Whilst the exact meaning of “scientist” in the banknote portrait context might be hard to pin down, I think it would be a big stretch to include Baird in even the loosest definition. His reputation appears to have been a case of “when legend becomes fact, print the legend”, to borrow the movie line. Nevertheless, W.J. Baker provided a pleasant summary in his book “The Young Man’s Guide to Television”, see pp.83-85. In that he did include the comment “As a theoretician Baird does not rate highly…”

P.P. Eckersley, writing in Wireless World 1959 April (p.175) was more direct. He said: “Baird stood above his contemporaries in imagination, but, as events proved, below them in knowledge.” Eckersley also said ‘A recollection of Baird is of him throwing his hands in the air, crying “Don’t talk to me of sidebands!” – it was just was I was talking to him about. How fatal to hopes are the brutal facts of physics’.

Thus Baird was a long way from being a scientist, and on that basis not a contender for the £50 note. If there is ever a category for misguided Don Quixote-like folk heroes, then he might be a front runner. He may certainly be credited with pursuing his goal against all odds, but he chose the wrong pathway with his mechanical scanning system, when all others in the field were working towards the practical realization of Campbell Swinton’s all-electronic idea of 1908. That I think qualifies as something of great technical imagination.

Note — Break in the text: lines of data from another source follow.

//! History-strategy collaborator and the stock router normalization.
//!
//! The navigators in this crate compute URLs; a [`HistoryStrategy`] is what
//! actually records them. [`MemoryHistory`] is an in-process implementation
//! for hosts without a browser history.

/// The component that owns and mutates navigation history.
///
/// The navigators always pass `None` as `state` and an empty `title`.
pub trait HistoryStrategy {
    /// Pushes a new history entry.
    fn push_state(&mut self, state: Option<&str>, title: &str, url: &str, query: &str);

    /// Replaces the current history entry in place.
    fn replace_state(&mut self, state: Option<&str>, title: &str, url: &str, query: &str);

    /// Router-level URL normalization.
    ///
    /// The default is [`normalize_url`] without a base href.
    fn normalize_default(&self, url: &str) -> String {
        normalize_url(url, "")
    }
}

impl<H: HistoryStrategy + ?Sized> HistoryStrategy for &mut H {
    fn push_state(&mut self, state: Option<&str>, title: &str, url: &str, query: &str) {
        (**self).push_state(state, title, url, query);
    }

    fn replace_state(&mut self, state: Option<&str>, title: &str, url: &str, query: &str) {
        (**self).replace_state(state, title, url, query);
    }

    fn normalize_default(&self, url: &str) -> String {
        (**self).normalize_default(url)
    }
}

impl<H: HistoryStrategy + ?Sized> HistoryStrategy for Box<H> {
    fn push_state(&mut self, state: Option<&str>, title: &str, url: &str, query: &str) {
        (**self).push_state(state, title, url, query);
    }

    fn replace_state(&mut self, state: Option<&str>, title: &str, url: &str, query: &str) {
        (**self).replace_state(state, title, url, query);
    }

    fn normalize_default(&self, url: &str) -> String {
        (**self).normalize_default(url)
    }
}

/// Stock router normalization.
///
/// Drops a trailing `/index.html`, strips `base_href` when it prefixes the
/// URL, then drops one trailing `/` from the path portion.
///
/// # Example
///
/// ```rust
/// use webcache_location::normalize_url;
///
/// assert_eq!(normalize_url("/", ""), "");
/// assert_eq!(normalize_url("/app/courses/?x=1", "/app"), "/courses?x=1");
/// assert_eq!(normalize_url("/docs/index.html", ""), "/docs");
/// ```
#[must_use]
pub fn normalize_url(url: &str, base_href: &str) -> String {
    let url = url.strip_suffix("/index.html").unwrap_or(url);
    let url = if base_href.is_empty() {
        url
    } else {
        url.strip_prefix(base_href).unwrap_or(url)
    };
    strip_trailing_slash(url)
}

/// Drops one `/` right before the first `?` or `#`, or at the end.
///
/// A URL that starts with `?` or `#` is treated as all path.
#[must_use]
pub fn strip_trailing_slash(url: &str) -> String {
    let path_end = match url.find(['#', '?']) {
        Some(0) | None => url.len(),
        Some(i) => i,
    };
    let (path, rest) = url.split_at(path_end);
    let path = path.strip_suffix('/').unwrap_or(path);

    let mut out = String::with_capacity(url.len());
    out.push_str(path);
    out.push_str(rest);
    out
}

/// One recorded history entry.
#[derive(Debug, Clone, PartialEq, Eq)]
pub struct HistoryEntry {
    pub state: Option<String>,
    pub title: String,
    pub url: String,
    pub query: String,
}

impl HistoryEntry {
    /// URL with the query appended, adding `?` when the query lacks one.
    #[must_use]
    pub fn href(&self) -> String {
        if self.query.is_empty() {
            return self.url.clone();
        }
        if self.query.starts_with('?') {
            format!("{}{}", self.url, self.query)
        } else {
            format!("{}?{}", self.url, self.query)
        }
    }
}

/// In-memory history: an entry stack with a cursor.
///
/// Pushing discards any entries ahead of the cursor, like a browser does
/// after navigating back.
#[derive(Debug, Clone, Default)]
pub struct MemoryHistory {
    entries: Vec<HistoryEntry>,
    cursor: Option<usize>,
    base_href: String,
}

impl MemoryHistory {
    #[must_use]
    pub fn new() -> Self {
        Self::default()
    }

    #[must_use]
    pub fn with_base_href(base_href: impl Into<String>) -> Self {
        Self {
            base_href: base_href.into(),
            ..Self::default()
        }
    }

    #[must_use]
    pub fn with_options(options: &crate::Options) -> Self {
        Self::with_base_href(options.base_href.clone())
    }

    #[must_use]
    pub fn entries(&self) -> &[HistoryEntry] {
        &self.entries
    }

    #[must_use]
    pub fn current(&self) -> Option<&HistoryEntry> {
        self.cursor.and_then(|i| self.entries.get(i))
    }

    #[must_use]
    pub fn len(&self) -> usize {
        self.entries.len()
    }

    #[must_use]
    pub fn is_empty(&self) -> bool {
        self.entries.is_empty()
    }

    /// Moves the cursor one entry back. Returns `false` at the oldest entry.
    pub fn back(&mut self) -> bool {
        match self.cursor {
            Some(i) if i > 0 => {
                self.cursor = Some(i - 1);
                true
            }
            _ => false,
        }
    }

    /// Moves the cursor one entry forward. Returns `false` at the newest entry.
    pub fn forward(&mut self) -> bool {
        match self.cursor {
            Some(i) if i + 1 < self.entries.len() => {
                self.cursor = Some(i + 1);
                true
            }
            _ => false,
        }
    }
}

fn entry(state: Option<&str>, title: &str, url: &str, query: &str) -> HistoryEntry {
    HistoryEntry {
        state: state.map(str::to_string),
        title: title.to_string(),
        url: url.to_string(),
        query: query.to_string(),
    }
}

impl HistoryStrategy for MemoryHistory {
    fn push_state(&mut self, state: Option<&str>, title: &str, url: &str, query: &str) {
        let keep = self.cursor.map_or(0, |i| i + 1);
        self.entries.truncate(keep);
        self.entries.push(entry(state, title, url, query));
        self.cursor = Some(self.entries.len() - 1);
    }

    fn replace_state(&mut self, state: Option<&str>, title: &str, url: &str, query: &str) {
        match self.cursor.and_then(|i| self.entries.get_mut(i)) {
            Some(current) => *current = entry(state, title, url, query),
            None => self.push_state(state, title, url, query),
        }
    }

    fn normalize_default(&self, url: &str) -> String {
        normalize_url(url, &self.base_href)
    }
}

As I understand it, Campbell Swinton was an engineer, but his proposal was published in the scientific journal Nature, so perhaps he was a scientist as well. Staying within the early TV field, then what about Blumlein? I am not sure whether he was a scientist, an applied scientist or an engineer; probably something of each, but he certainly made a huge contribution.

Tesla might not qualify for inclusion on a British banknote, but he was also an enigmatic figure with a surrounding mythology. In popular culture Tesla and AC often seem to be conflated, despite the fact that AC per se was a flourishing technology before he entered the field. His contribution was polyphase AC, although he was not the first to propose it. But having helped to get the polyphase concept moving, he seemed not to want to develop it much, staying with the two-phase and split-phase concepts. It was left to Steinmetz of GE, a virtual unknown in popular culture, to do the hard work of developing the mathematics (involving an early applied use of complex numbers) of the more efficient three-phase system, which then soon became the polyphase norm. Edison had a commercial reason to oppose any form of AC, and at times he was quite ridiculous about it, but his resistance was futile, and the matter had been pretty much settled by the time Tesla arrived on the scene.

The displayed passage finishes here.